The convoy was in fact regarded as low-risk and an attack was not expected. Furthermore, the vehicles were not driving along a tarmac road but across desert. Some of the heavier vehicles were becoming stuck in the soft sand so, at the time of the strike, Violino's was driving his 10-20 yards to the right to avoid deep ruts made.

The chances are, therefore, that this could have been a legacy mine, rather than a deliberate ambush. Certainly, the Coroner declined to rule the death "unlawful killing" and instead elected to record that "Cpl Violino was killed in action on Her Majesty's Service".

As to whether this death could have been prevented, we explored this issue back in September 2007 when it happened. Then, oddly enough on the back of comments made by Lord Malloch Brown on the need for helicopters, we concluded that the convoy supplies could have been better and more economically delivered by helicopter.

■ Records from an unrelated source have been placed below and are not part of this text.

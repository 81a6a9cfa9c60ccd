use chrono::NaiveDateTime;
use tracing::debug;

use crate::records::{CleanOrder, OrderRecord};

const TIMESTAMP_FORMAT: &str = "%Y-%m-%d %H:%M:%S";

#[derive(Debug, Default, Clone, Copy)]
pub struct CleanerStats {
    /// Orders missing one of the approval/carrier/customer delivery timestamps.
    pub dropped_missing_lifecycle: usize,
    /// Orders whose required timestamps were present but unparseable.
    pub dropped_unparseable: usize,
}

fn parse_ts(value: &Option<String>) -> Option<NaiveDateTime> {
    value
        .as_deref()
        .and_then(|s| NaiveDateTime::parse_from_str(s, TIMESTAMP_FORMAT).ok())
}

/// Drops orders that never completed the delivery lifecycle and parses all
/// timestamp columns into datetimes.
///
/// Orders without an approval, carrier hand-off or customer delivery
/// timestamp are cancelled or incomplete; excluding them is a business rule,
/// and it biases every downstream metric toward fulfilled orders. A required
/// timestamp that is present but unparseable also drops the row, counted
/// separately. The estimated delivery date stays optional and never drops a
/// row.
pub fn clean_orders(orders: &[OrderRecord]) -> (Vec<CleanOrder>, CleanerStats) {
    let mut stats = CleanerStats::default();
    let mut cleaned = Vec::with_capacity(orders.len());

    for order in orders {
        let has_lifecycle = [
            &order.order_approved_at,
            &order.order_delivered_carrier_date,
            &order.order_delivered_customer_date,
        ]
        .iter()
        .all(|v| v.as_deref().is_some_and(|s| !s.trim().is_empty()));

        if !has_lifecycle {
            stats.dropped_missing_lifecycle += 1;
            continue;
        }

        let purchase = parse_ts(&order.order_purchase_timestamp);
        let approved = parse_ts(&order.order_approved_at);
        let carrier = parse_ts(&order.order_delivered_carrier_date);
        let customer = parse_ts(&order.order_delivered_customer_date);

        match (purchase, approved, carrier, customer) {
            (Some(purchase), Some(approved), Some(carrier), Some(customer)) => {
                cleaned.push(CleanOrder {
                    order_id: order.order_id.clone(),
                    customer_id: order.customer_id.clone(),
                    order_status: order.order_status.clone(),
                    purchase_timestamp: purchase,
                    approved_at: approved,
                    delivered_carrier_date: carrier,
                    delivered_customer_date: customer,
                    estimated_delivery_date: parse_ts(&order.order_estimated_delivery_date),
                });
            }
            _ => {
                stats.dropped_unparseable += 1;
            }
        }
    }

    debug!(
        "Cleaner kept {} of {} orders ({} missing lifecycle, {} unparseable)",
        cleaned.len(),
        orders.len(),
        stats.dropped_missing_lifecycle,
        stats.dropped_unparseable
    );

    (cleaned, stats)
}

#[cfg(test)]
mod tests {
    use super::*;

    fn order(id: &str, approved: Option<&str>, carrier: Option<&str>, customer: Option<&str>) -> OrderRecord {
        OrderRecord {
            order_id: id.to_string(),
            customer_id: format!("C-{id}"),
            order_status: Some("delivered".to_string()),
            order_purchase_timestamp: Some("2017-11-03 10:00:00".to_string()),
            order_approved_at: approved.map(str::to_string),
            order_delivered_carrier_date: carrier.map(str::to_string),
            order_delivered_customer_date: customer.map(str::to_string),
            order_estimated_delivery_date: Some("2017-11-20 00:00:00".to_string()),
        }
    }

    #[test]
    fn drops_orders_missing_any_lifecycle_timestamp() {
        let orders = vec![
            order(
                "O1",
                Some("2017-11-03 10:05:00"),
                Some("2017-11-04 08:00:00"),
                Some("2017-11-08 14:30:00"),
            ),
            order("O2", None, Some("2017-11-04 08:00:00"), Some("2017-11-08 14:30:00")),
            order("O3", Some("2017-11-03 10:05:00"), None, Some("2017-11-08 14:30:00")),
            order("O4", Some("2017-11-03 10:05:00"), Some("2017-11-04 08:00:00"), None),
        ];

        let (cleaned, stats) = clean_orders(&orders);
        assert_eq!(cleaned.len(), 1);
        assert_eq!(cleaned[0].order_id, "O1");
        assert_eq!(stats.dropped_missing_lifecycle, 3);
        assert_eq!(stats.dropped_unparseable, 0);
    }

    #[test]
    fn parses_all_timestamps_as_datetimes() {
        let orders = vec![order(
            "O1",
            Some("2017-11-03 10:05:00"),
            Some("2017-11-04 08:00:00"),
            Some("2017-11-08 14:30:00"),
        )];

        let (cleaned, _) = clean_orders(&orders);
        let o = &cleaned[0];
        assert_eq!(o.purchase_timestamp.to_string(), "2017-11-03 10:00:00");
        assert_eq!(o.approved_at.to_string(), "2017-11-03 10:05:00");
        assert_eq!(o.delivered_carrier_date.to_string(), "2017-11-04 08:00:00");
        assert_eq!(o.delivered_customer_date.to_string(), "2017-11-08 14:30:00");
        assert!(o.estimated_delivery_date.is_some());
    }

    #[test]
    fn unparseable_required_timestamp_drops_the_row() {
        let orders = vec![order(
            "O1",
            Some("yesterday"),
            Some("2017-11-04 08:00:00"),
            Some("2017-11-08 14:30:00"),
        )];

        let (cleaned, stats) = clean_orders(&orders);
        assert!(cleaned.is_empty());
        assert_eq!(stats.dropped_unparseable, 1);
    }

    #[test]
    fn missing_estimate_is_tolerated() {
        let mut o = order(
            "O1",
            Some("2017-11-03 10:05:00"),
            Some("2017-11-04 08:00:00"),
            Some("2017-11-08 14:30:00"),
        );
        o.order_estimated_delivery_date = None;

        let (cleaned, stats) = clean_orders(&[o]);
        assert_eq!(cleaned.len(), 1);
        assert!(cleaned[0].estimated_delivery_date.is_none());
        assert_eq!(stats.dropped_missing_lifecycle, 0);
    }
}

As for Cpl Violino's truck – a loader-tipper – this was engineering equipment being delivered to a Forward Operating Base. It too could have been delivered by helicopter. At 10 tons unladen weight, it could easily have been carried by an Mi-26 and we even published a photograph demonstrating that this could be done (top left). It was not until February the following year, however, that a Mi-26 was leased by the MoD, too late for Cpl Violino.

Therein, however, lies a conundrum. Only last week, that same Mi-26 was shot down by the Taleban, killing six on board and a young girl on the ground, with a man injured. Moving the FL-12 by air would have been safer for Cpl Violino, but it would, effectively, have transferred the risk to the helicopter crew – and those under its path.

In turn, fully to protect the helicopter on its approaches to British bases, where it is at its most vulnerable, would need foot patrols out in the approach area transferring the risk to the soldiers, making them highly vulnerable to ambush, either from direct fire or IED.

Arguably, an escort of Apache gunships might have sufficed, but then there is the opportunity cost: how many soldiers would die, how would the overall mission be compromised by the allocation of this precious asset to escort duty, when it might be better employed on air support?

Collecting together these various strands, arguably, Cpl Violino's life could have been saved, had helicopter lift been available. Given that lift capacity is currently a major controversy, one might have thought that an astute journalist might have picked this up. This could even have been raised in the inquest, but it was not.

But the price of his safety could have been at the expense of the helicopter crew who transported his vehicle, as indeed it was the safety of those troops who did not have to make the land convoy into Sangin base to deliver supplies least week.

We would like to think that the Mi-26 which crashed last week could have been better protected, and need not have been shot down, or that the lives saved through convoys avoided were more than were lost. We can never know. Whether seven dead and one injured was a fair trade is also something we can never know, but it does point up an essential truth – war is a dangerous business and people get killed.

But there is another, more uncomfortable truth. To ensure one man's safety may, directly or indirectly, put others at greater risk. There is no such thing, they say, as a free lunch.